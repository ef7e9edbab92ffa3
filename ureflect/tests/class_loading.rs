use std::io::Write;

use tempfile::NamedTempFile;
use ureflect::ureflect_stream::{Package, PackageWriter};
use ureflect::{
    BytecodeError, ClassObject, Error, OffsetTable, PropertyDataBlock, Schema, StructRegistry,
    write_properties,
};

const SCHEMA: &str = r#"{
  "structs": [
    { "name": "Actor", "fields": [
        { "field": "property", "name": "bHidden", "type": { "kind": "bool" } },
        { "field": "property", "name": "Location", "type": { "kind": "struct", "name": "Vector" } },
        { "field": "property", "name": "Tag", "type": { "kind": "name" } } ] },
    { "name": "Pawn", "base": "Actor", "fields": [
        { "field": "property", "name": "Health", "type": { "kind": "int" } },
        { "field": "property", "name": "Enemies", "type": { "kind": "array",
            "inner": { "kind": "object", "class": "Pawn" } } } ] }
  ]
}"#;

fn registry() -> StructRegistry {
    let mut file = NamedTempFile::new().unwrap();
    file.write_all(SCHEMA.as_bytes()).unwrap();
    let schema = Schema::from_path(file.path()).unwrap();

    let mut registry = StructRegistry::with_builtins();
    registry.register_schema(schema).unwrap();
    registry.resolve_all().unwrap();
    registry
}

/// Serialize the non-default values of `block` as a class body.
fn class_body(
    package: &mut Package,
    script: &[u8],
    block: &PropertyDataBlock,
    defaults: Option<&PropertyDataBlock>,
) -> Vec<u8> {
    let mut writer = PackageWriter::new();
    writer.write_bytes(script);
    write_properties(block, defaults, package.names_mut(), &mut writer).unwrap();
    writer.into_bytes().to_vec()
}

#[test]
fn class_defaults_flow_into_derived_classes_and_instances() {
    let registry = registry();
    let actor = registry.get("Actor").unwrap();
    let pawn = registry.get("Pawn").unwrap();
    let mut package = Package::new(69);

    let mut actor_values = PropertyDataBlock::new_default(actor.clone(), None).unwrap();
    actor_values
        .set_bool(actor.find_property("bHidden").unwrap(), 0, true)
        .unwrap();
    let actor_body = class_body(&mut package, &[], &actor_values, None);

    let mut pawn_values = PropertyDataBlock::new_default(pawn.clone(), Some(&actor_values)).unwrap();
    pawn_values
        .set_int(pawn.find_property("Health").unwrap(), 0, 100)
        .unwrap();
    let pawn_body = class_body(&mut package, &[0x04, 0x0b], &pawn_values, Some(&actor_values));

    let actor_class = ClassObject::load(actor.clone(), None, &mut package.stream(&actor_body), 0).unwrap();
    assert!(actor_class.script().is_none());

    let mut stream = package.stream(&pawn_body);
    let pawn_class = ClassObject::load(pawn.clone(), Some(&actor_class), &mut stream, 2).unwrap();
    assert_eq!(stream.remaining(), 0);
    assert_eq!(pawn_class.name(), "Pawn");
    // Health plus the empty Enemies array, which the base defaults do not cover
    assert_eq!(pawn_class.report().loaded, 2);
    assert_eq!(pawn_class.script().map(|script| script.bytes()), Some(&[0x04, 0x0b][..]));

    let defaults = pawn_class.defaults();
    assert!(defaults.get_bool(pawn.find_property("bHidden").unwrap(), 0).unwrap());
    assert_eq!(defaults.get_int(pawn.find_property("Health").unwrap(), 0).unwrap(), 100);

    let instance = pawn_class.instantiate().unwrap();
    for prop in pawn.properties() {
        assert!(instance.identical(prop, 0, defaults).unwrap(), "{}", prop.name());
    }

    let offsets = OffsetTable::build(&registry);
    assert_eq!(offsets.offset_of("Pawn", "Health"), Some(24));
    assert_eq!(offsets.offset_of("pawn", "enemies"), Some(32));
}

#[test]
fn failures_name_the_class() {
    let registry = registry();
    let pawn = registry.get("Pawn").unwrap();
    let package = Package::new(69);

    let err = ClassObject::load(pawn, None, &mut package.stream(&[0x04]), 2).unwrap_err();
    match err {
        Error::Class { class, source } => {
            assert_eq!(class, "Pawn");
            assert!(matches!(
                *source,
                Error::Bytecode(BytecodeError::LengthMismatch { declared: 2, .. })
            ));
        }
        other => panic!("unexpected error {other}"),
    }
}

----------

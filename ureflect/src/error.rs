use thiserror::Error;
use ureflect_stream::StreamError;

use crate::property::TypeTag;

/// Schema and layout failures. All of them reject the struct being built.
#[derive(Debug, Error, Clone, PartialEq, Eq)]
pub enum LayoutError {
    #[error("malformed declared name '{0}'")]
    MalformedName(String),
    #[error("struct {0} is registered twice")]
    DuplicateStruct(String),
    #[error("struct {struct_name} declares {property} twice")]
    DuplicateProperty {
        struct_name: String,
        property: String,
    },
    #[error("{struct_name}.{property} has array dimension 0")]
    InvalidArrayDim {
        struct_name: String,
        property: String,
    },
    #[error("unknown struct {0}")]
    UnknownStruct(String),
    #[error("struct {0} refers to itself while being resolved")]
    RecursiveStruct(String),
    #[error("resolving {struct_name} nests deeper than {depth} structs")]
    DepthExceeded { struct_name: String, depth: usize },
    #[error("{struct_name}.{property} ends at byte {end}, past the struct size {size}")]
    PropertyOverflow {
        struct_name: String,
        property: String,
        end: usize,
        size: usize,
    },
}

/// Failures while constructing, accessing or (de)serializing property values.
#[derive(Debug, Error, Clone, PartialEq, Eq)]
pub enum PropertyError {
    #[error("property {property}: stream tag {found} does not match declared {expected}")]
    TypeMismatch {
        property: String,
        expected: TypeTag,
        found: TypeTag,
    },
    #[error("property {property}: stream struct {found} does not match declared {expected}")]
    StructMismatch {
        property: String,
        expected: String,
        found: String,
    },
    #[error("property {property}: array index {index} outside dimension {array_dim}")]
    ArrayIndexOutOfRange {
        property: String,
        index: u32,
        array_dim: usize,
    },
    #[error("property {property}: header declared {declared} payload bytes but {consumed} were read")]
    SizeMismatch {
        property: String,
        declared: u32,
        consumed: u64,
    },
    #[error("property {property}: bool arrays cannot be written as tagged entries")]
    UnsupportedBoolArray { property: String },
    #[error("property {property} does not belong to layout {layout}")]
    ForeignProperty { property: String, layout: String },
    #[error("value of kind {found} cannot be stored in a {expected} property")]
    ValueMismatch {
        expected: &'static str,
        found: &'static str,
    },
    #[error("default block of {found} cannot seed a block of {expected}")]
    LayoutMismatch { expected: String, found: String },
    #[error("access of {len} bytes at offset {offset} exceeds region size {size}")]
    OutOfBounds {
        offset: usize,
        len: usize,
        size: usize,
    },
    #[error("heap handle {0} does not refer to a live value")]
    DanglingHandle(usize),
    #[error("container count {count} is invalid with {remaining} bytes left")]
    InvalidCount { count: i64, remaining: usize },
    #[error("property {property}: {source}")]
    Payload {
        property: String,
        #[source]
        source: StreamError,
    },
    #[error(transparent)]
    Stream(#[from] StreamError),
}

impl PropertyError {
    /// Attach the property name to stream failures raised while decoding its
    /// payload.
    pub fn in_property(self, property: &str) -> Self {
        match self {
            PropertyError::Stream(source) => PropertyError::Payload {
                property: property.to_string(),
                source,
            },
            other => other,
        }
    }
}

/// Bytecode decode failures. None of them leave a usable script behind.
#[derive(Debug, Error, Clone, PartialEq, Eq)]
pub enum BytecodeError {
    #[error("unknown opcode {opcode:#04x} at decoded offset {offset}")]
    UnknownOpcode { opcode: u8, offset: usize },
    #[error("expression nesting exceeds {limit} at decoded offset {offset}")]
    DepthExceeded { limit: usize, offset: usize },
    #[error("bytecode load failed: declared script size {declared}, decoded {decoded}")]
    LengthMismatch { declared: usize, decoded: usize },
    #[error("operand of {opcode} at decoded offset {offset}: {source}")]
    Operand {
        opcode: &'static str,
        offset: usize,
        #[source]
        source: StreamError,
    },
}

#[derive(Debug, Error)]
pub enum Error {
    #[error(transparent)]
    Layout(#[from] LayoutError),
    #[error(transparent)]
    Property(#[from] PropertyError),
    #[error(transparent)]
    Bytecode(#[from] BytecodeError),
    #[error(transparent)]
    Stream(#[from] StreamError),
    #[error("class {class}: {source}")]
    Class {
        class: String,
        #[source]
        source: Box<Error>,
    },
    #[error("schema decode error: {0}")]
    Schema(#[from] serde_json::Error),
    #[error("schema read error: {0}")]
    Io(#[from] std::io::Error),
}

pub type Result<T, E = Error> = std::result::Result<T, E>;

----------

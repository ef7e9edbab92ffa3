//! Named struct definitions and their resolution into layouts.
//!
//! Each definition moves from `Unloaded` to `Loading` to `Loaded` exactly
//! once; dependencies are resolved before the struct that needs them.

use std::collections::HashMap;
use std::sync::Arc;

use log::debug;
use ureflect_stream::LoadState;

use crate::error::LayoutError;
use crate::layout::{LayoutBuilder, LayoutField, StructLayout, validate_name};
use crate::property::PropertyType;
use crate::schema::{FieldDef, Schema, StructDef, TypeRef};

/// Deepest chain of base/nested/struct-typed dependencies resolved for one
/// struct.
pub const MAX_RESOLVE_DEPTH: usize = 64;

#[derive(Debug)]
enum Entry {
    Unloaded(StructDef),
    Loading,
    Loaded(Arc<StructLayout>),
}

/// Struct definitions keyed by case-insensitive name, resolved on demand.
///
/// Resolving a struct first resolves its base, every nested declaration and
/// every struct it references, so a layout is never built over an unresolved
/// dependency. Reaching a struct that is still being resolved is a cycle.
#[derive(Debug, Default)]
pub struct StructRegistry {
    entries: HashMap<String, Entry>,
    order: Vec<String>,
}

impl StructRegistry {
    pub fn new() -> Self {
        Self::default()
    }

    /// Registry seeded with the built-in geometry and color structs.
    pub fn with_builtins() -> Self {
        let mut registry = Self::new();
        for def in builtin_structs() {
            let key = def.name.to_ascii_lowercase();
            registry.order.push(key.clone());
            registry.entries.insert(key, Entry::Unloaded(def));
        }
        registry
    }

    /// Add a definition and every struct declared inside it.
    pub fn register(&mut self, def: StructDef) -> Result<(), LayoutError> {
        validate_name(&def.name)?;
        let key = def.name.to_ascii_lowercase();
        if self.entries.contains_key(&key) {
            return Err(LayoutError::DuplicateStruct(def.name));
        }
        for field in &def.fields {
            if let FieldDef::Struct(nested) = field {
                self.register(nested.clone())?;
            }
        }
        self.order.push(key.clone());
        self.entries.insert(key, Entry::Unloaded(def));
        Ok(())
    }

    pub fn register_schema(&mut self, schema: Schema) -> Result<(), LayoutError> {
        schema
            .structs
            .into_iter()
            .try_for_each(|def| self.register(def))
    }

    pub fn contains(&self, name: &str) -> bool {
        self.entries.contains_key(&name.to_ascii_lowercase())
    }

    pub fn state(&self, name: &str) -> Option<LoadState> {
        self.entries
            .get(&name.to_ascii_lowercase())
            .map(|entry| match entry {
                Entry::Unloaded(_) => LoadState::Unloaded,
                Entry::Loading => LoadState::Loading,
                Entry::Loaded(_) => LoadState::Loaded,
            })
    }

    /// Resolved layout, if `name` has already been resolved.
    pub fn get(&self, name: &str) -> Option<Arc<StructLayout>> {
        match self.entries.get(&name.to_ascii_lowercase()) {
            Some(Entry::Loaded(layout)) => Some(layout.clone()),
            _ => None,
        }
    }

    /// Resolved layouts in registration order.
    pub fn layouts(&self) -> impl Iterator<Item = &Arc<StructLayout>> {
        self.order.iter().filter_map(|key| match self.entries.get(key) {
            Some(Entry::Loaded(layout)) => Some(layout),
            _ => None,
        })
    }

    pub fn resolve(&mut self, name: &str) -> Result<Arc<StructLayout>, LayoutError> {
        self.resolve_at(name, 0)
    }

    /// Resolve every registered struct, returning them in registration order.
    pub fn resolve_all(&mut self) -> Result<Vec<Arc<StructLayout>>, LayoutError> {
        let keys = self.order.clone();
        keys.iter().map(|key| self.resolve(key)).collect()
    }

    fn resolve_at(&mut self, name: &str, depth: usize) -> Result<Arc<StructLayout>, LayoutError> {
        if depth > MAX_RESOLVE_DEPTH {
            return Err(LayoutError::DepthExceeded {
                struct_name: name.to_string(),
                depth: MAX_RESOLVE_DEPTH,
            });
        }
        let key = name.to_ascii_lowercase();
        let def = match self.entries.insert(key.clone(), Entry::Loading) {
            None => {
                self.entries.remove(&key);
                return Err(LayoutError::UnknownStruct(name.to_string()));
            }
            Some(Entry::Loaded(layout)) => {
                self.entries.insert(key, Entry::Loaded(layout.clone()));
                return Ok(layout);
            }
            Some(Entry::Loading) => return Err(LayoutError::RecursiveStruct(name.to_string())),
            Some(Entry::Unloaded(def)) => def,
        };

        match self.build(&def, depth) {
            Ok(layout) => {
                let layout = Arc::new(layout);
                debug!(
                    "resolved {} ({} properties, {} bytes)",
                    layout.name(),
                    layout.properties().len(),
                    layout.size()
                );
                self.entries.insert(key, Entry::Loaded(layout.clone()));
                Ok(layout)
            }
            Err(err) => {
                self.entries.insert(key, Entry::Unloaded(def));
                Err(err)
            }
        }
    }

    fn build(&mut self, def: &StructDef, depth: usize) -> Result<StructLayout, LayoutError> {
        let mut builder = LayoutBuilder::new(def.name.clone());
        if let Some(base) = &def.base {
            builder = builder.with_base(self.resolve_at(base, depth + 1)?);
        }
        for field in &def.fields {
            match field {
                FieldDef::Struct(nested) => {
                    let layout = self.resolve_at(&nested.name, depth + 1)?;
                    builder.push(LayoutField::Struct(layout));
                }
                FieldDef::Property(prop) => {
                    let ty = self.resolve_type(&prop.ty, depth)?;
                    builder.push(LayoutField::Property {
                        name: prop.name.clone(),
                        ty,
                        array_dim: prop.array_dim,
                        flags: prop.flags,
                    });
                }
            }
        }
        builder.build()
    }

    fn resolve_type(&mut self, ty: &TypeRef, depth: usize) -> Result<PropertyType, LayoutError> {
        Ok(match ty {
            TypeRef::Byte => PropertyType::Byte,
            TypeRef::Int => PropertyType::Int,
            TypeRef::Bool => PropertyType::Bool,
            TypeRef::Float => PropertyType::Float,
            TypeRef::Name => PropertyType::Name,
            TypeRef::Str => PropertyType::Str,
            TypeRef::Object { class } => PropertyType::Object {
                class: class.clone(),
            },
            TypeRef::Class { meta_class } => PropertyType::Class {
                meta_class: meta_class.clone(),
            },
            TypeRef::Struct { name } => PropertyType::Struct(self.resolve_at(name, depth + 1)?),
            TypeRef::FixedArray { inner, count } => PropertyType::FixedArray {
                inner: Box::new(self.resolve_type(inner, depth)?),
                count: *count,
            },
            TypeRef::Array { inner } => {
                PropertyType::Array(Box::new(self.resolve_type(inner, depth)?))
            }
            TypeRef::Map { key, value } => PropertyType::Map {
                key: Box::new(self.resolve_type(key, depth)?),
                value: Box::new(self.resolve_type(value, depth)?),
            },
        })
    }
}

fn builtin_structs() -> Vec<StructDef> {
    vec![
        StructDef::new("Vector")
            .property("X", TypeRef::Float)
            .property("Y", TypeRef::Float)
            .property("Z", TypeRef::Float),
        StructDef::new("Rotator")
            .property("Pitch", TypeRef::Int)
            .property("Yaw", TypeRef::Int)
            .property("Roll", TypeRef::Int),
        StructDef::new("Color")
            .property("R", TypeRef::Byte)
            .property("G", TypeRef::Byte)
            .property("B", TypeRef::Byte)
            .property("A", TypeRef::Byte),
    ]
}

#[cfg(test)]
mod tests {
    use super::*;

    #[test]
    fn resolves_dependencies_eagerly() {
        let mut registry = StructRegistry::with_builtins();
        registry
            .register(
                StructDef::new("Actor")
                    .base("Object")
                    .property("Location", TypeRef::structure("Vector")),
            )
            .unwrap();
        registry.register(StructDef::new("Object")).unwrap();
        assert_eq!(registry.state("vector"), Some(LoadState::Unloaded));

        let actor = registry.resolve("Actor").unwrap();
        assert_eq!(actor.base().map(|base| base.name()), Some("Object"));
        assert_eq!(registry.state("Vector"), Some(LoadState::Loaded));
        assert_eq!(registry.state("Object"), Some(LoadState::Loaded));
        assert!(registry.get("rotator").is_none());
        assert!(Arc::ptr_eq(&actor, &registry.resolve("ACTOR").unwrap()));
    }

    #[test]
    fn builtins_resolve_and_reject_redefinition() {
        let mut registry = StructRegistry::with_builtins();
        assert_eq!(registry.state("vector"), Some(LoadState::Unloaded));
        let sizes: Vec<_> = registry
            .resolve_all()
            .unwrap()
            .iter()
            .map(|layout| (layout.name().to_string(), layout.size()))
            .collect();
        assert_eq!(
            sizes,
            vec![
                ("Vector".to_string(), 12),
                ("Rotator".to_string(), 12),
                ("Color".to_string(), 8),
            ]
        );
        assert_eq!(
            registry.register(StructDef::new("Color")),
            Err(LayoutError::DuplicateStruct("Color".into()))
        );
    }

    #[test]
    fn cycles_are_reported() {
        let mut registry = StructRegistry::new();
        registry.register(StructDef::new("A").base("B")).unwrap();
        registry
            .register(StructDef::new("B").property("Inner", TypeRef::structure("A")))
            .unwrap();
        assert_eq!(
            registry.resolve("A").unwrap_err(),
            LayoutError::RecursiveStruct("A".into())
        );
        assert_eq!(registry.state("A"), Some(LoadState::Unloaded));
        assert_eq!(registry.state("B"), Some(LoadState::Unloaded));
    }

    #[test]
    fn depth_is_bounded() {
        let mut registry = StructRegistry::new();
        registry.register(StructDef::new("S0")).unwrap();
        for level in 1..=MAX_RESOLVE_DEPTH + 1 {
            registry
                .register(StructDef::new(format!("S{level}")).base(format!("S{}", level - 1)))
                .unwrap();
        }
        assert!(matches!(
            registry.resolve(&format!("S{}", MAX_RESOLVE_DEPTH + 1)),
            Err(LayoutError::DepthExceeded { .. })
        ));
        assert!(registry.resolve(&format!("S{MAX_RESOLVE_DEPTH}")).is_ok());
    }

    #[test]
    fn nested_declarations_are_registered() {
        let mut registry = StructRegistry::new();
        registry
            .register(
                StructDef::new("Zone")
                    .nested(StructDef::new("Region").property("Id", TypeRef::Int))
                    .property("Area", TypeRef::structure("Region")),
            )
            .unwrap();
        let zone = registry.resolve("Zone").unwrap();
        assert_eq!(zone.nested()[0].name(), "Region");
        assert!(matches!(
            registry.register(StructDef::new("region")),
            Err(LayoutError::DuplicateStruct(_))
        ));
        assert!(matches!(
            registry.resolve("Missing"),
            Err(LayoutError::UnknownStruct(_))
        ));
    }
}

----------

Exercise details:
What you give back should be only the lines of the records above, starting at the line with "match self.build(&def, depth)" and ending at the line with "fn build(&mut self, def: &StructDef, depth: usize)", restated word for word.

Reply to the exercise:
        match self.build(&def, depth) {
            Ok(layout) => {
                let layout = Arc::new(layout);
                debug!(
                    "resolved {} ({} properties, {} bytes)",
                    layout.name(),
                    layout.properties().len(),
                    layout.size()
                );
                self.entries.insert(key, Entry::Loaded(layout.clone()));
                Ok(layout)
            }
            Err(err) => {
                self.entries.insert(key, Entry::Unloaded(def));
                Err(err)
            }
        }
    }

    fn build(&mut self, def: &StructDef, depth: usize) -> Result<StructLayout, LayoutError> {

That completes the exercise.